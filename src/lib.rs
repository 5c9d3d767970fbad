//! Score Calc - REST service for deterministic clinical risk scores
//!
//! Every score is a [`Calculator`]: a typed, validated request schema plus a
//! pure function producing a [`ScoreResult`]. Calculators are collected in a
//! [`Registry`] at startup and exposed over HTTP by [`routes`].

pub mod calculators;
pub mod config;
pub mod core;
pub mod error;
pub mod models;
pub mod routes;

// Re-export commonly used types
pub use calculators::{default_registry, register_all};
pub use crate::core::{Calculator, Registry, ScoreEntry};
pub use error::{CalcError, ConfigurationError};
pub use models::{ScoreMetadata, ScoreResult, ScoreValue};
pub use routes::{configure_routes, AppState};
-=-=-=-=-
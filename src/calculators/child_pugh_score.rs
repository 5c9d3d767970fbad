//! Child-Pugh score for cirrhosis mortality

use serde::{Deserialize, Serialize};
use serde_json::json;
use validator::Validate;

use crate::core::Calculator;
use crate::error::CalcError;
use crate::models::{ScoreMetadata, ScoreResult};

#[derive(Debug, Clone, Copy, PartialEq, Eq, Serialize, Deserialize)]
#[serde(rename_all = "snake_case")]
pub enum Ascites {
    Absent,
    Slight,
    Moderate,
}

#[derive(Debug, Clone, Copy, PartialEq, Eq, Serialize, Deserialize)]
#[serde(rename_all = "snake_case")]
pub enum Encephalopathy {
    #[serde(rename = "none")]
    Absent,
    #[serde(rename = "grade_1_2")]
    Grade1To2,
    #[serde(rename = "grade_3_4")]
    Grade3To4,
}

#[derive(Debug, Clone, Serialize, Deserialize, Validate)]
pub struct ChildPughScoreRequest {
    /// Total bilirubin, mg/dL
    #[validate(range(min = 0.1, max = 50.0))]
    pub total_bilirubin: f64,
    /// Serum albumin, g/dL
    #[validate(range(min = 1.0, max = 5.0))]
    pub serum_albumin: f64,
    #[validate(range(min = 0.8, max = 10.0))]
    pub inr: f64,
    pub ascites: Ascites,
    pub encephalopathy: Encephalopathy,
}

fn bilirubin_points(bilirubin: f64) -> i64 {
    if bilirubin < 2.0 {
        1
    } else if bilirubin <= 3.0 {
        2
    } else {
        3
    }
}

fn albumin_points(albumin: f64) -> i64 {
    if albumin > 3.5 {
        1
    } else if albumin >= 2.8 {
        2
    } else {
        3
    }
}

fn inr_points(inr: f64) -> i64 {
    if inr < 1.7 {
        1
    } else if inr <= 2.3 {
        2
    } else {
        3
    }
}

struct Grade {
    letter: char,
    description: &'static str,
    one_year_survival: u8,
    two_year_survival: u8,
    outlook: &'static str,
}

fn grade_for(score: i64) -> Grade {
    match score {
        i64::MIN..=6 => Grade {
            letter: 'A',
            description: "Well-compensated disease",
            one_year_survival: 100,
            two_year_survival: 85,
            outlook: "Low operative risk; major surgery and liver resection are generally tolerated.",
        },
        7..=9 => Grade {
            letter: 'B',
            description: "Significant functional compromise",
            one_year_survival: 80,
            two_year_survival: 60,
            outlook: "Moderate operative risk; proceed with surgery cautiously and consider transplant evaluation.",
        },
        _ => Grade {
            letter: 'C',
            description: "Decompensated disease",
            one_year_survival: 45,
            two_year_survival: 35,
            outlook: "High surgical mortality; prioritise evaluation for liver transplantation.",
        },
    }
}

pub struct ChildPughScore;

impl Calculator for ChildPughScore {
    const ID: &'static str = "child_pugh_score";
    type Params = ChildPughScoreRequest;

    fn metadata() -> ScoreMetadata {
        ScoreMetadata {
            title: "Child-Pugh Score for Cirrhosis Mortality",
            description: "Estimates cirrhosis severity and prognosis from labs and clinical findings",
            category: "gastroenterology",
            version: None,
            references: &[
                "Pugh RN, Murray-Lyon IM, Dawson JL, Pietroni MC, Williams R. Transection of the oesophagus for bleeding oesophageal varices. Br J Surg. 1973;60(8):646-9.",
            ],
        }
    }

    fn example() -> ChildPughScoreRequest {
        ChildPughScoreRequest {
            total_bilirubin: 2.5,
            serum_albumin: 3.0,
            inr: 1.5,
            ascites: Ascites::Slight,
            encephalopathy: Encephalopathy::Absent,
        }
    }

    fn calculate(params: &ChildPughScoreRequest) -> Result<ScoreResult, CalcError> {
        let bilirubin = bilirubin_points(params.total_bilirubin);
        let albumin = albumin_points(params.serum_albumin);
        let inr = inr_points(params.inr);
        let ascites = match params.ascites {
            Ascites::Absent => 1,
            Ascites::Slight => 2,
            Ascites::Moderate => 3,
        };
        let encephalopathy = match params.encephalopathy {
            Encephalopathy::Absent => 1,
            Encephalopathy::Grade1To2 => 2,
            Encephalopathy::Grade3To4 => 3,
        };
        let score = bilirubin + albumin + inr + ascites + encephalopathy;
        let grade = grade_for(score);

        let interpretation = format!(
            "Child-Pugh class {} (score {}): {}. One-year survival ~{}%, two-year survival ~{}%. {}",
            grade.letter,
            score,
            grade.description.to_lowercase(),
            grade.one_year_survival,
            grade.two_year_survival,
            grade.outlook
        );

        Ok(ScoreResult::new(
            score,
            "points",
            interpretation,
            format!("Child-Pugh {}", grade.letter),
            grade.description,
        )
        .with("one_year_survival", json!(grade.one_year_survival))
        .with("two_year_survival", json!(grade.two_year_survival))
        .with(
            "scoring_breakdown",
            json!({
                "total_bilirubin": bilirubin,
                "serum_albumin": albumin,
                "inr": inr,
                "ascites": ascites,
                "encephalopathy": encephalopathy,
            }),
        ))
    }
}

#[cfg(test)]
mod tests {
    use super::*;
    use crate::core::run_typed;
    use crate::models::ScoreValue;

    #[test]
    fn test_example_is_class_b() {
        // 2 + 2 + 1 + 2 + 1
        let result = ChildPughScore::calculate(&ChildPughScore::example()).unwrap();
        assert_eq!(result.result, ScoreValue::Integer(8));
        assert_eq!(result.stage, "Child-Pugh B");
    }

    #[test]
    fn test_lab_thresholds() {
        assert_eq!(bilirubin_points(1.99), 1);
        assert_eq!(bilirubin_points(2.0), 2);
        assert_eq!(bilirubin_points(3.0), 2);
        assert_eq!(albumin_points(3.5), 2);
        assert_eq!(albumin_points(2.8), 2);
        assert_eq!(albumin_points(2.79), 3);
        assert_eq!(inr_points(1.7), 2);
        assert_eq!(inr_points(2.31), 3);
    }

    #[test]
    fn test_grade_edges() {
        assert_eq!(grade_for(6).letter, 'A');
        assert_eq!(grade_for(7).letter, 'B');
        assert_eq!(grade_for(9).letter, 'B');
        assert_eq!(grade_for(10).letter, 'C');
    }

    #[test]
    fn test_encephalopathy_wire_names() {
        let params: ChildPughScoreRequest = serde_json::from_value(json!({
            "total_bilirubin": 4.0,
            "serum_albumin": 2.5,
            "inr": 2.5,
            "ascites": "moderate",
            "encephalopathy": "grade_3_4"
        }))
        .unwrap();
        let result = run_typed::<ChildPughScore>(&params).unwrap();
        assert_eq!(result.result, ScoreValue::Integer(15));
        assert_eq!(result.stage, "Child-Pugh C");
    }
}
-=-=-=-=-
• _What this task involves_
Could you filter the entries above for lines holding the string "format" and copy them?

• _Expected output_
        let interpretation = format!(
            format!("Child-Pugh {}", grade.letter),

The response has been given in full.